Task prompt - Scan the listing below. Report each line that includes "served".

Extracted data -

// self
use crate::{_prelude::*, obs::FlowKind};

/// Type alias that resolves to an instrumented future when tracing is enabled.
#[cfg(feature = "tracing")]
pub type InstrumentedFlow<F> = tracing::instrument::Instrumented<F>;
/// Passthrough future type when tracing is disabled.
#[cfg(not(feature = "tracing"))]
pub type InstrumentedFlow<F> = F;

/// A span builder used by broker flows.
#[derive(Clone, Debug)]
pub struct FlowSpan {
	#[cfg(feature = "tracing")]
	span: tracing::Span,
}
impl FlowSpan {
	/// Creates a new span tagged with the provided flow kind + stage.
	pub fn new(kind: FlowKind, stage: &'static str) -> Self {
		#[cfg(feature = "tracing")]
		{
			let span = tracing::info_span!("copilot_broker.flow", flow = kind.as_str(), stage);

			Self { span }
		}
		#[cfg(not(feature = "tracing"))]
		{
			let _ = (kind, stage);

			Self {}
		}
	}

	/// Instruments an async block without holding a guard across `.await` points.
	pub fn instrument<Fut>(&self, fut: Fut) -> InstrumentedFlow<Fut>
	where
		Fut: Future,
	{
		#[cfg(feature = "tracing")]
		{
			use tracing::Instrument;

			fut.instrument(self.span.clone())
		}
		#[cfg(not(feature = "tracing"))]
		{
			fut
		}
	}
}

/// Emits a debug event for a non-terminal device poll signal.
pub fn record_poll_signal(signal: &'static str, attempt: u32, interval: Duration) {
	#[cfg(feature = "tracing")]
	{
		tracing::debug!(signal, attempt, interval_secs = interval.whole_seconds(), "Device poll.");
	}
	#[cfg(not(feature = "tracing"))]
	{
		let _ = (signal, attempt, interval);
	}
}

/// Emits a debug event when a session token is served without a network call.
pub fn record_session_cache_hit(remaining: Duration) {
	#[cfg(feature = "tracing")]
	{
		tracing::debug!(
			remaining_secs = remaining.whole_seconds(),
			"Session token served from cache."
		);
	}
	#[cfg(not(feature = "tracing"))]
	{
		let _ = remaining;
	}
}

/// Emits a warning for a failure reported by a provider endpoint.
pub fn record_provider_failure(kind: FlowKind, error: &Error) {
	#[cfg(feature = "tracing")]
	{
		tracing::warn!(flow = kind.as_str(), error = %error, "Provider call failed.");
	}
	#[cfg(not(feature = "tracing"))]
	{
		let _ = (kind, error);
	}
}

Answer for the task -
/// Emits a debug event when a session token is served without a network call.
			"Session token served from cache."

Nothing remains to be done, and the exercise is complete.